__Exercise goal__.
Lines that include the string "Ticks" are the ones to copy from the entries below.

(Stored data entries)
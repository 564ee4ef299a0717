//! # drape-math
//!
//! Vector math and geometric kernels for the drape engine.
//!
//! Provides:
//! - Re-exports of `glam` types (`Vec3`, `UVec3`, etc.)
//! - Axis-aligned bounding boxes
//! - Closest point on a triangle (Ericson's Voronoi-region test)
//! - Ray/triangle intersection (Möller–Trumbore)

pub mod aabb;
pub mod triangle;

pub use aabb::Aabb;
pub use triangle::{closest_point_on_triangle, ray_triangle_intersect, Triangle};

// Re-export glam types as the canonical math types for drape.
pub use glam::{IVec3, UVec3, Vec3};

---

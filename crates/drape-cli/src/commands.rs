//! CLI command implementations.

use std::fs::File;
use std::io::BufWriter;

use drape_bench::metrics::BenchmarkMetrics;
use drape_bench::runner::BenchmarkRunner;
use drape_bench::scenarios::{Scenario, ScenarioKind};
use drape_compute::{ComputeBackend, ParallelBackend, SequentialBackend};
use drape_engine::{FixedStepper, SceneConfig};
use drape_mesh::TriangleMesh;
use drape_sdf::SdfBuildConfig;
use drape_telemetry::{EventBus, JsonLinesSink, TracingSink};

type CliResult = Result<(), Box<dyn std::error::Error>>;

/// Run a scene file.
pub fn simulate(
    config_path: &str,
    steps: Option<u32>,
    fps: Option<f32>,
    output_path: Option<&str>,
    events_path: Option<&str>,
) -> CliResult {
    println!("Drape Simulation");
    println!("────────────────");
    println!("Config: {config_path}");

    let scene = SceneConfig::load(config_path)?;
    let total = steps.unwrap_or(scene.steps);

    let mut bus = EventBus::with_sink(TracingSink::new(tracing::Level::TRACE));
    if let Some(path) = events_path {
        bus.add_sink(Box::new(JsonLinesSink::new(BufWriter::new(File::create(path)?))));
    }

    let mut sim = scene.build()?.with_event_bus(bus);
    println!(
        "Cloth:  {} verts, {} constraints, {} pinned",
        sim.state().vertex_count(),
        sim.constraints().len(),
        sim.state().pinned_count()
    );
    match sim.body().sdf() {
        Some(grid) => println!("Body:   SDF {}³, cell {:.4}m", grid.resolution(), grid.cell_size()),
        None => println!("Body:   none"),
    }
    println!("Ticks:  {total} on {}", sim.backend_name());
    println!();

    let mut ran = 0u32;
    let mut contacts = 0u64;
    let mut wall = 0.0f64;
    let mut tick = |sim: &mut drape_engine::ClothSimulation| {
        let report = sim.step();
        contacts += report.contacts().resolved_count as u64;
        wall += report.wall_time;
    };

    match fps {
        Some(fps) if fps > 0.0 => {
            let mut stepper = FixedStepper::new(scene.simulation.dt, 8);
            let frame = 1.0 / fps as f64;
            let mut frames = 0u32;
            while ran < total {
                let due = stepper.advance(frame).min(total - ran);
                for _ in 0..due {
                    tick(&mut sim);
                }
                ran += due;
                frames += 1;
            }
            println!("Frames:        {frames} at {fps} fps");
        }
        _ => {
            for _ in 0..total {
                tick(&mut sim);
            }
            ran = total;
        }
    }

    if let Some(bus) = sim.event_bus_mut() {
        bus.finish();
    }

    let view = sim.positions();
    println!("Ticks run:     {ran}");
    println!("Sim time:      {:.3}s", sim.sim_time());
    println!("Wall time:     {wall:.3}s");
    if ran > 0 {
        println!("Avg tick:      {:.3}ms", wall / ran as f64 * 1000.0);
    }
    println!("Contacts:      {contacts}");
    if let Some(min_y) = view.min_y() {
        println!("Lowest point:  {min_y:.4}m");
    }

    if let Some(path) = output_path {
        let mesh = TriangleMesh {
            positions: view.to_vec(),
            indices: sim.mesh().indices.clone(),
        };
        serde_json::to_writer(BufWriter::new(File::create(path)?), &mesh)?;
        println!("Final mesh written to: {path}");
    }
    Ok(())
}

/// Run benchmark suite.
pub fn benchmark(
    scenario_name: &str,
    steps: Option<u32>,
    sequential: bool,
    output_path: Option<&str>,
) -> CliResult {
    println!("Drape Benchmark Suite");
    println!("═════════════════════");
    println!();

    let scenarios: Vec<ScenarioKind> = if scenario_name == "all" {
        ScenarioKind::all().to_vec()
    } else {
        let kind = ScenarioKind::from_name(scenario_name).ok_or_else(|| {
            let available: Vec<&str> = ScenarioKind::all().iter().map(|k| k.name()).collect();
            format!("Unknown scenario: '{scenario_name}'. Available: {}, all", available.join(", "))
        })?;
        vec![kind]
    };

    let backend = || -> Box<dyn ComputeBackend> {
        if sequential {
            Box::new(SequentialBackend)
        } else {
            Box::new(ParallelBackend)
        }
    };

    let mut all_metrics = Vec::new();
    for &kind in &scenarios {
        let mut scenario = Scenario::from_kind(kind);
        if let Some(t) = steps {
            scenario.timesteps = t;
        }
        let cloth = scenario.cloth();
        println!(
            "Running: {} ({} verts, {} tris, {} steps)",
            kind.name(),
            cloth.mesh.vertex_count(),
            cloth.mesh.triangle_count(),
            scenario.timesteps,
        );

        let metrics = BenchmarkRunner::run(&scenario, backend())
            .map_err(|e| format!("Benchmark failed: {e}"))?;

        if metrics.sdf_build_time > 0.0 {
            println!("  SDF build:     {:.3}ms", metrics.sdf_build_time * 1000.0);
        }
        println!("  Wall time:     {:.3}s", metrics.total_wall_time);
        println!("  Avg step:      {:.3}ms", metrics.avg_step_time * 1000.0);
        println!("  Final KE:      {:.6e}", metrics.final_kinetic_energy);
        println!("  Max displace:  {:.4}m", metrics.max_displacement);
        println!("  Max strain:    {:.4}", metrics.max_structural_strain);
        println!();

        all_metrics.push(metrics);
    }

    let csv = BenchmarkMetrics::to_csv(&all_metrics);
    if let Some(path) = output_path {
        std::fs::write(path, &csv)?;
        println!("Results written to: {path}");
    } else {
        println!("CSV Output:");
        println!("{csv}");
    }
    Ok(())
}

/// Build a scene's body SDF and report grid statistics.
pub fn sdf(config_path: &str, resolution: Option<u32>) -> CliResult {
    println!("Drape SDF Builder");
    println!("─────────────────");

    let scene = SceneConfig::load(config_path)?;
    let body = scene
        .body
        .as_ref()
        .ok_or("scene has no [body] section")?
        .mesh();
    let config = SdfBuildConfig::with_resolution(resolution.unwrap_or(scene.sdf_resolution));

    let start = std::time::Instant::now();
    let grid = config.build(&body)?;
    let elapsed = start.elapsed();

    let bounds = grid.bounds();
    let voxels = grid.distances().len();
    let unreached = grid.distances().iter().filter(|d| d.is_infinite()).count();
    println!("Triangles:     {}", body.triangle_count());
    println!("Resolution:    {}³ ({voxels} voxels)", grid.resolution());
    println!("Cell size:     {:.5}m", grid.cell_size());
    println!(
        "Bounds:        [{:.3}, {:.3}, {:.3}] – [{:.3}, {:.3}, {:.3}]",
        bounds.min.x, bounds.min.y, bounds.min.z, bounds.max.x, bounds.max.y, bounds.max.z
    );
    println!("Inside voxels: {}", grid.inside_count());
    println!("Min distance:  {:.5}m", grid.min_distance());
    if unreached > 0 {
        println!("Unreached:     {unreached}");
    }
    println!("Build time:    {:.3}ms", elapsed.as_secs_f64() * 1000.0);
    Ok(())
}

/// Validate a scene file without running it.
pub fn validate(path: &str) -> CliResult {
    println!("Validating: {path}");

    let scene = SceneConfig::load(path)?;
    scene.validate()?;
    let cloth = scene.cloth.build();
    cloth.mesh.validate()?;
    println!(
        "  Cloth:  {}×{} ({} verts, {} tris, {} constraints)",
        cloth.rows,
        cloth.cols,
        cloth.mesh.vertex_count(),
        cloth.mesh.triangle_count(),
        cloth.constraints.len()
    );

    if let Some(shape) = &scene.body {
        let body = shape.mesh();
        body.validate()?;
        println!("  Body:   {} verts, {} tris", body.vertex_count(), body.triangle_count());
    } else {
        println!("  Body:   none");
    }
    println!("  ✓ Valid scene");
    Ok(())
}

__Reply__.
    println!("Ticks:  {total} on {}", sim.backend_name());
    println!("Ticks run:     {ran}");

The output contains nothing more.